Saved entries
-- Opening Marker --

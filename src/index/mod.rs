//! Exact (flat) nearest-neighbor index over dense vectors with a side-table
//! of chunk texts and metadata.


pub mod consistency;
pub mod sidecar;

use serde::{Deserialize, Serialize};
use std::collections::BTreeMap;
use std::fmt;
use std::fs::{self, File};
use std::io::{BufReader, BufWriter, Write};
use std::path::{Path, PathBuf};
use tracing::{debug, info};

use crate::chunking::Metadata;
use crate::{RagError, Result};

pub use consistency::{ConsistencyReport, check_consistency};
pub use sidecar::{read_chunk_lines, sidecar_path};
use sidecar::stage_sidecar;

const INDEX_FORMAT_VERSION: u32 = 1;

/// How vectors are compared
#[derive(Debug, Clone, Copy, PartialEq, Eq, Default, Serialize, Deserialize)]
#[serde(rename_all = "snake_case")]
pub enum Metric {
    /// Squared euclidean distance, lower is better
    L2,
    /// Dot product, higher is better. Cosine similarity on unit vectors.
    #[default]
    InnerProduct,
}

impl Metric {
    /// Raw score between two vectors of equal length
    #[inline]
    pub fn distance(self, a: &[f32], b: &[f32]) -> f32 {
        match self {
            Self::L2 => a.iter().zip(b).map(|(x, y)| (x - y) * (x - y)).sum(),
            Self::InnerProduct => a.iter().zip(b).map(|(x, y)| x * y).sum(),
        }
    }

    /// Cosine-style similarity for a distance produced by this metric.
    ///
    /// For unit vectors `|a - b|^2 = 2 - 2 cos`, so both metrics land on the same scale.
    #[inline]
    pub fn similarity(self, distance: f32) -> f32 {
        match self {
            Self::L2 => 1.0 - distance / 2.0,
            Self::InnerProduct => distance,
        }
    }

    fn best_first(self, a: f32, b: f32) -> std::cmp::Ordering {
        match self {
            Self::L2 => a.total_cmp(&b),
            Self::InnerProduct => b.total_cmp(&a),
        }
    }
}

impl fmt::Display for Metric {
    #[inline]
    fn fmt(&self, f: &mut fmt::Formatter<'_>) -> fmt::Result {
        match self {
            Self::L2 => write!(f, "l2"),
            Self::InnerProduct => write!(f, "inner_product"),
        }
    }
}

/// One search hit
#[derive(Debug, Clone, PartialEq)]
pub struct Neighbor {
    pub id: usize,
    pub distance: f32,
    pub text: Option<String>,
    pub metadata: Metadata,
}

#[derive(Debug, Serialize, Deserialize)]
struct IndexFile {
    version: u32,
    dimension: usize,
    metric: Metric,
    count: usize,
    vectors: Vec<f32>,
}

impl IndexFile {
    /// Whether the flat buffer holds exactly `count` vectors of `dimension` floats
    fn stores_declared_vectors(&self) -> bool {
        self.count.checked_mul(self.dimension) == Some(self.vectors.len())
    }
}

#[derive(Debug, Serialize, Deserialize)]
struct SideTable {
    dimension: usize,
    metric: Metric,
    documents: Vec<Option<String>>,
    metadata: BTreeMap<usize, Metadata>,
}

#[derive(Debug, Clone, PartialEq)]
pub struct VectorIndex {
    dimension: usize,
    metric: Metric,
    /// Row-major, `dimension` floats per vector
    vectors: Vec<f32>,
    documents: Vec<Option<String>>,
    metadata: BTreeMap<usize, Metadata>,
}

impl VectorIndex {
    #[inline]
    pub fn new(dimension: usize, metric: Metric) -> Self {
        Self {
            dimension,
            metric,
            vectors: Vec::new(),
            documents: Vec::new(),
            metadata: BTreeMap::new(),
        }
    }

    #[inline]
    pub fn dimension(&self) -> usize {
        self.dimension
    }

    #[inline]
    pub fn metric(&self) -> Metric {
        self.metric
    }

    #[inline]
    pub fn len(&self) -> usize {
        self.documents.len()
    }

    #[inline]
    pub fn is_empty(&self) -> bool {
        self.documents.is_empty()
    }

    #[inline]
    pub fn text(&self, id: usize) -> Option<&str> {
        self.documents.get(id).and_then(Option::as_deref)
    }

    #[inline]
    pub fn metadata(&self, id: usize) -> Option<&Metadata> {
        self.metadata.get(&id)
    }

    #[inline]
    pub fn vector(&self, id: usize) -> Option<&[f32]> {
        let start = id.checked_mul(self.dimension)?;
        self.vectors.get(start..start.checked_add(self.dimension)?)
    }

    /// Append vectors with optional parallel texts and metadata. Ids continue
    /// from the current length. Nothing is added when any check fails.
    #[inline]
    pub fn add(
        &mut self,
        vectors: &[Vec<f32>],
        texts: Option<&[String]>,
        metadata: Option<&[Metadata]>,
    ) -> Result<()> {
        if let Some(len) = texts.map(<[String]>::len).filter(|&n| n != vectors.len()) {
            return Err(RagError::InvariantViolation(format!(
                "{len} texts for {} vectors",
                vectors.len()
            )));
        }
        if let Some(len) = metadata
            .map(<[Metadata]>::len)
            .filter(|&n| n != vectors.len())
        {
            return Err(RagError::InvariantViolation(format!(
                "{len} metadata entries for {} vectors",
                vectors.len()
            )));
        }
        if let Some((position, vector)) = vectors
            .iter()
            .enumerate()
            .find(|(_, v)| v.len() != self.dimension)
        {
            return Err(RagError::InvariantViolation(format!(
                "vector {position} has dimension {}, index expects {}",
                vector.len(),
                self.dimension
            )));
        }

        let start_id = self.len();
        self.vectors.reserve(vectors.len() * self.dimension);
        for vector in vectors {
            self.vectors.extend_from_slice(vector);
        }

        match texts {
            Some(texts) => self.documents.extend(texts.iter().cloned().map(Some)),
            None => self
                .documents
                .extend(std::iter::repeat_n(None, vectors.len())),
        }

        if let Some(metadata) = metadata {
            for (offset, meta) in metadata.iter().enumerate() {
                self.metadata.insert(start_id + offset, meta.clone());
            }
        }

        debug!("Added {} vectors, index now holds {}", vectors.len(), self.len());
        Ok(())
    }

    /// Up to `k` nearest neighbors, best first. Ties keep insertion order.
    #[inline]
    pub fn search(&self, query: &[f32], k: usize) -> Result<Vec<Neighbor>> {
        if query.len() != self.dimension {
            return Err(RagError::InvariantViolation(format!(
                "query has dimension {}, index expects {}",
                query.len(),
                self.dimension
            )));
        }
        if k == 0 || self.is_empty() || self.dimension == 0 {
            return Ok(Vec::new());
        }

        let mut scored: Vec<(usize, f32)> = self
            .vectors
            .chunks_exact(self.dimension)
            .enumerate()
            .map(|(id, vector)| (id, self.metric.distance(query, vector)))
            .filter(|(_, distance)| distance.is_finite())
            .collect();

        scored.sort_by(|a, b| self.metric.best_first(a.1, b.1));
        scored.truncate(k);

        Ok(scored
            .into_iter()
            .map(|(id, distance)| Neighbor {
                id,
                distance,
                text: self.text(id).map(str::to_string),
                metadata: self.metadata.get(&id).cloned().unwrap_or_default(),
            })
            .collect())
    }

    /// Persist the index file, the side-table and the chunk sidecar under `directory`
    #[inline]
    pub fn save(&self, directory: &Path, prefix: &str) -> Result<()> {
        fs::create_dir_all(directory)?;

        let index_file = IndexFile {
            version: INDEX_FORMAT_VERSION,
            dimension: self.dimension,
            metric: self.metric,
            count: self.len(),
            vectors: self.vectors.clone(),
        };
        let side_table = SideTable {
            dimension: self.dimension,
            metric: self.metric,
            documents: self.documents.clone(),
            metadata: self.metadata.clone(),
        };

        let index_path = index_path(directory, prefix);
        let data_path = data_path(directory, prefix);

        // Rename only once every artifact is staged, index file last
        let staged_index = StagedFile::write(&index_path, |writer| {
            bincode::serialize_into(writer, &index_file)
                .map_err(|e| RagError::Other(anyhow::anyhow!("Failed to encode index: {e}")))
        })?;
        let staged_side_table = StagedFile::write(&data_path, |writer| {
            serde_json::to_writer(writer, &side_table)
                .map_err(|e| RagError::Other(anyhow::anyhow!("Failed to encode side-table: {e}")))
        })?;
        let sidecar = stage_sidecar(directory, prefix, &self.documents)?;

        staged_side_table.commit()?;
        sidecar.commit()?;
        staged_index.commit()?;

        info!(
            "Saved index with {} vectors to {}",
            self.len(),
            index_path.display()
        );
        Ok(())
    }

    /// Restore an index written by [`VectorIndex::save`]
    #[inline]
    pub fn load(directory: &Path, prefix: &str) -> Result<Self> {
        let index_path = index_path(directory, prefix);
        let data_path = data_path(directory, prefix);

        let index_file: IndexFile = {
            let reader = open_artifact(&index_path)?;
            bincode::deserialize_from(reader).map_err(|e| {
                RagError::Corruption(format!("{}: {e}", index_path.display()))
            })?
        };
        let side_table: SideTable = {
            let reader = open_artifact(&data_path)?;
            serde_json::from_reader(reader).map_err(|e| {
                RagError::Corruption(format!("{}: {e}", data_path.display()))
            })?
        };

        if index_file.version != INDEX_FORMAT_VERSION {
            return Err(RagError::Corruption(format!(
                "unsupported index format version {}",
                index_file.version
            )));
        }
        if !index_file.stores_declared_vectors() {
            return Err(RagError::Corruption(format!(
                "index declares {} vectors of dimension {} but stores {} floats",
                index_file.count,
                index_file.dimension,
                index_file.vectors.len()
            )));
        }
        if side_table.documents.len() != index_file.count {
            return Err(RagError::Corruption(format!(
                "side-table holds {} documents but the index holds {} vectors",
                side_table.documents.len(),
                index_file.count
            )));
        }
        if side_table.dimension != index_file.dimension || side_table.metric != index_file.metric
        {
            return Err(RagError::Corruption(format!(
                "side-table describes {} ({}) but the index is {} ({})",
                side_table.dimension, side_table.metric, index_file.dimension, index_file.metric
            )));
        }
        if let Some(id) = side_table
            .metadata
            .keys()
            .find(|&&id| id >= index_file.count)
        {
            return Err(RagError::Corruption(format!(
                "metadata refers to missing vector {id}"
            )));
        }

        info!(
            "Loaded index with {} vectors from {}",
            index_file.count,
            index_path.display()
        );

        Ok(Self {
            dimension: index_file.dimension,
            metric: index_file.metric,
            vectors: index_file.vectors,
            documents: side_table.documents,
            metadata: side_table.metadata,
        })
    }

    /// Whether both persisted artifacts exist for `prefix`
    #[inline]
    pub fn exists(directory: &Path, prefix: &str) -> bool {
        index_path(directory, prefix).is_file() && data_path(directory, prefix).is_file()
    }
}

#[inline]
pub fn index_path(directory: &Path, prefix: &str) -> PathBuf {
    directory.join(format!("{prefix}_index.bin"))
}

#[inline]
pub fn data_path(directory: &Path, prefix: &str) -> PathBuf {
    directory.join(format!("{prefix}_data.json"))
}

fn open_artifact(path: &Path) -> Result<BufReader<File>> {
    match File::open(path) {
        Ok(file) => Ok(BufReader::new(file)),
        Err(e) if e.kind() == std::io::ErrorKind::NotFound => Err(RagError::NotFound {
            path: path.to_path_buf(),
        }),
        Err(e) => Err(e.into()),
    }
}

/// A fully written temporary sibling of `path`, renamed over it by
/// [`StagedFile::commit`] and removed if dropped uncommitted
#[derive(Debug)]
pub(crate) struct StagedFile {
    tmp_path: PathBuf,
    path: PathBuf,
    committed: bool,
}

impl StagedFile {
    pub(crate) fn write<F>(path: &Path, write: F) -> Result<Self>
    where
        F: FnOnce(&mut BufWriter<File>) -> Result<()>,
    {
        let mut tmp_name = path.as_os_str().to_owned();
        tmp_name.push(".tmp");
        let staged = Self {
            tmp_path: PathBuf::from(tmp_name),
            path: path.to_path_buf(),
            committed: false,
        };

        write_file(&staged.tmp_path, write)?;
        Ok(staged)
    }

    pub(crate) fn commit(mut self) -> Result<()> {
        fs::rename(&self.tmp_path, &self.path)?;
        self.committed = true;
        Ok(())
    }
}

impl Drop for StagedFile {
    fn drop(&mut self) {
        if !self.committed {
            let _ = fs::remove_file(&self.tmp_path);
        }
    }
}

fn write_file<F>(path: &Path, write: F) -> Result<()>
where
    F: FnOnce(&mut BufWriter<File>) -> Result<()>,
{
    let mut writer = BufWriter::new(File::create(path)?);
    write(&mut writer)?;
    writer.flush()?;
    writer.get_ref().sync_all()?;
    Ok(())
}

-- Closing Marker --
-- Opening Marker --

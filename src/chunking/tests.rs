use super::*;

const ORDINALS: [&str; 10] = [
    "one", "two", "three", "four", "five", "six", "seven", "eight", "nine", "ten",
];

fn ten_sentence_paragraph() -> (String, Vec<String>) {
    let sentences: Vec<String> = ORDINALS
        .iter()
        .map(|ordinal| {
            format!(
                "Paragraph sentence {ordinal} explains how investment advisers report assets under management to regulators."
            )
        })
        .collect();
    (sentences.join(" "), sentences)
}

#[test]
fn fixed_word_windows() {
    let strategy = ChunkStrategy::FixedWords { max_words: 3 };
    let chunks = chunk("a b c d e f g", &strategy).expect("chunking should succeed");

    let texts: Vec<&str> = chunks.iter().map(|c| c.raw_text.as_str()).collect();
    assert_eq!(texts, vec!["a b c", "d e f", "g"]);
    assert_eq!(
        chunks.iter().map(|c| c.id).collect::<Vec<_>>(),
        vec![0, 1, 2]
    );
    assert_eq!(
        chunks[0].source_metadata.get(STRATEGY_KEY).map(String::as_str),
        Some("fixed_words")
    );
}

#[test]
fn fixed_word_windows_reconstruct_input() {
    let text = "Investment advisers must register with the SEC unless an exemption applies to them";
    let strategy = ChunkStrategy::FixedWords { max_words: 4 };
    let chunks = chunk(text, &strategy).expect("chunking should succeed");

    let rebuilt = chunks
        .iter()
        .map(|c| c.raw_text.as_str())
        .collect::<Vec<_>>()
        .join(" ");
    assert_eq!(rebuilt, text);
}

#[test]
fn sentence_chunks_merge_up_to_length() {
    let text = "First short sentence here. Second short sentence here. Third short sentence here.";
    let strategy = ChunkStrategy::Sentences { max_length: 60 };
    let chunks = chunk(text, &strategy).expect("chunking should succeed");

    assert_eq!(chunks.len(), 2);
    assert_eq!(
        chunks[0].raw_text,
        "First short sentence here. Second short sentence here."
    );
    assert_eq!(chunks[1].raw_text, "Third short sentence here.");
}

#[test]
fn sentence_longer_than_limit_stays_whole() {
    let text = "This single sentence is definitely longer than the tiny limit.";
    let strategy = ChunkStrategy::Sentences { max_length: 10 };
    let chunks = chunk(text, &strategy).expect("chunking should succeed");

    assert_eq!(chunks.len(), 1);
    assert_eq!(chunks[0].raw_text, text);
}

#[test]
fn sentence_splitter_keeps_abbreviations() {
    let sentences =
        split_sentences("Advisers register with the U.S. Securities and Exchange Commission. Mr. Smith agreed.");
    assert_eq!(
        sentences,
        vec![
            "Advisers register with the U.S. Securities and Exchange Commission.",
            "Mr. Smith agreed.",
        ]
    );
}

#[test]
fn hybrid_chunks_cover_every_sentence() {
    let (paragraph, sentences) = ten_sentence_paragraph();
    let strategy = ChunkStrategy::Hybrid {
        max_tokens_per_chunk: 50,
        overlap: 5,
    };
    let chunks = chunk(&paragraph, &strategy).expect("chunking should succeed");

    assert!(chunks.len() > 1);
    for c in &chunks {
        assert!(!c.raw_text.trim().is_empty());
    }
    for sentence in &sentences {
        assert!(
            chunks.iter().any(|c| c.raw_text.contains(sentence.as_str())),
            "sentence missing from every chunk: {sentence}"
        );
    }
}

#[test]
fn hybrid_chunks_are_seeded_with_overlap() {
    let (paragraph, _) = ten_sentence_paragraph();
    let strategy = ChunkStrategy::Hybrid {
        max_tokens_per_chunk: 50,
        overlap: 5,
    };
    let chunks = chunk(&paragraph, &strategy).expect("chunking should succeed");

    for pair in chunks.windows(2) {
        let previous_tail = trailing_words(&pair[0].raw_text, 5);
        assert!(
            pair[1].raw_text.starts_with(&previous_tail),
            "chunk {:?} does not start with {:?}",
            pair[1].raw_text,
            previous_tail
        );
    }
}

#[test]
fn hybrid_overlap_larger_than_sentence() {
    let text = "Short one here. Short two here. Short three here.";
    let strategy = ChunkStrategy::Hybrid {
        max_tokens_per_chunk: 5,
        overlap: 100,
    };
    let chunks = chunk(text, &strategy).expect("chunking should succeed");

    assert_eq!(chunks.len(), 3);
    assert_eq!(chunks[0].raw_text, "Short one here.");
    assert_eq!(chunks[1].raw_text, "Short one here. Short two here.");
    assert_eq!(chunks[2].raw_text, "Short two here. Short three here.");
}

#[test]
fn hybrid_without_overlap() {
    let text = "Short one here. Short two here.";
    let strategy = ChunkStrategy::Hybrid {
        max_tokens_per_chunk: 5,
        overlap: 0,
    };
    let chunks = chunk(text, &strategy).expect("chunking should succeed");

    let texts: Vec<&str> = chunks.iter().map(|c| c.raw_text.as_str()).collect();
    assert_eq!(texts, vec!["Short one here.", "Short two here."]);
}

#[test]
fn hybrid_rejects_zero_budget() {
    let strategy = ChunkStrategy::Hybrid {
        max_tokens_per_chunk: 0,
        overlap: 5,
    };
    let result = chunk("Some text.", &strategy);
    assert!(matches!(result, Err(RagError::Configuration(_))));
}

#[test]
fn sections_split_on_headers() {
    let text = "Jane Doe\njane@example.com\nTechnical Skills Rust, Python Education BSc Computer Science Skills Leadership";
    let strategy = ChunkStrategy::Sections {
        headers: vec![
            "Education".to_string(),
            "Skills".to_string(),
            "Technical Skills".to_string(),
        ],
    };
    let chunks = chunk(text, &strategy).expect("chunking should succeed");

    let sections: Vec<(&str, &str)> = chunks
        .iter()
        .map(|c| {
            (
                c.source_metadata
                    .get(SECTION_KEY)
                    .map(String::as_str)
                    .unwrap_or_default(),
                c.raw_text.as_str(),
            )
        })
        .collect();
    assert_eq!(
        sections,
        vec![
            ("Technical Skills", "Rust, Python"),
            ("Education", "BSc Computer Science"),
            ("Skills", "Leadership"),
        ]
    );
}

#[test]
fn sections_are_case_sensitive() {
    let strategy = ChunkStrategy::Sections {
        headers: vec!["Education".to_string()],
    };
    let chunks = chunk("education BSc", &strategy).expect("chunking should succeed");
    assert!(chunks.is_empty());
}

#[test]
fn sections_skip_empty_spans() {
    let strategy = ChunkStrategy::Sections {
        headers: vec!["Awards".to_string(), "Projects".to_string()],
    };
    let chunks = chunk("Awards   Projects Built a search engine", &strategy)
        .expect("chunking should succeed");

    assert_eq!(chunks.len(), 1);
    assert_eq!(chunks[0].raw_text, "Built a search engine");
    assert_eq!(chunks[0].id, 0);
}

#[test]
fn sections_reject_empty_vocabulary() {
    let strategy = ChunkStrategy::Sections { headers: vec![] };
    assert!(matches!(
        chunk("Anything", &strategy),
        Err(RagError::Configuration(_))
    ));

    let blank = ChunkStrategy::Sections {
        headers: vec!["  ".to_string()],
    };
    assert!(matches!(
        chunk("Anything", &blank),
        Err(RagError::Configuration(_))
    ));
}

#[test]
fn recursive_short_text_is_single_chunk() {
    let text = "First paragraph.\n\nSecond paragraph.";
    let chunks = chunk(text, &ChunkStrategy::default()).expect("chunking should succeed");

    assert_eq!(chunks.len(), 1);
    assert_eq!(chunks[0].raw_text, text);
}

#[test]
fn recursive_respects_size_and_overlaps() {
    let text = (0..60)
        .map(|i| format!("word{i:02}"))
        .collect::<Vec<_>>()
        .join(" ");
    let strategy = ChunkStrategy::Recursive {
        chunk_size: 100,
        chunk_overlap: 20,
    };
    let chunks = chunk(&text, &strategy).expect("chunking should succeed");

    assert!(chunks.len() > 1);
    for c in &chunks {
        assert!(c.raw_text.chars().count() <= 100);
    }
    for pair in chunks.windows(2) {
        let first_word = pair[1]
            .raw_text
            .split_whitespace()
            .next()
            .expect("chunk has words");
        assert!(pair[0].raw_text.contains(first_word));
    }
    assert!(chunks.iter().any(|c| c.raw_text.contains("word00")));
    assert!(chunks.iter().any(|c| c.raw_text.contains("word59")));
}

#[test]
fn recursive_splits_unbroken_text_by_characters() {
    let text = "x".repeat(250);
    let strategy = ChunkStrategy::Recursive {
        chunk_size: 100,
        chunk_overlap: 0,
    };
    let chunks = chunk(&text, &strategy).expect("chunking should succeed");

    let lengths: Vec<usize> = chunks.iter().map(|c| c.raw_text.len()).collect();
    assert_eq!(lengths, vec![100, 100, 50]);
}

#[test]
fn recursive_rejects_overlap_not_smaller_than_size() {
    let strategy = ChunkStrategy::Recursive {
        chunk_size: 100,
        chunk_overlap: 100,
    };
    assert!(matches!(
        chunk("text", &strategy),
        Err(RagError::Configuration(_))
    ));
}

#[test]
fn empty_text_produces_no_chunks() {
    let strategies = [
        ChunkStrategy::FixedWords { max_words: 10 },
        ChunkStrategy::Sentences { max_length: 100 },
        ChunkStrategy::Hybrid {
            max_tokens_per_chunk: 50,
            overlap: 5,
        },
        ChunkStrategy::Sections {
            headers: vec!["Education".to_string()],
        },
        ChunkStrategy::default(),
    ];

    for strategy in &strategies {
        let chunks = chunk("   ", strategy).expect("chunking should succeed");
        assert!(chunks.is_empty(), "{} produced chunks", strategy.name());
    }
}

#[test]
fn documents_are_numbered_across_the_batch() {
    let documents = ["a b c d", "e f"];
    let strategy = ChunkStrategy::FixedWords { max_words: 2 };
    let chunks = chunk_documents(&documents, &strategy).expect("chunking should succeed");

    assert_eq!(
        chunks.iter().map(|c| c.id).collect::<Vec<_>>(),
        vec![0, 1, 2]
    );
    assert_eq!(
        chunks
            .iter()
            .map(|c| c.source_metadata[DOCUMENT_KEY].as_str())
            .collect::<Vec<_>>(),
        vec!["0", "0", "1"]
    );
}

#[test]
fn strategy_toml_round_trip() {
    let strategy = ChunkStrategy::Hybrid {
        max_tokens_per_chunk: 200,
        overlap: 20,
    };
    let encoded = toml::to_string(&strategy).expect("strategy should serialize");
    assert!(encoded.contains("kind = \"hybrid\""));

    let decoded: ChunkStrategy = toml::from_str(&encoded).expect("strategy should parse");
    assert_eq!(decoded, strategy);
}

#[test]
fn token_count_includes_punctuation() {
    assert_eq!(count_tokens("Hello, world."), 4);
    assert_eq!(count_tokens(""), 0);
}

-- Closing Marker --

■ EXERCISE DETAILS ■
Total lines with "filename" in the records above: report that figure alone.

■ SOLUTION BELOW ■
2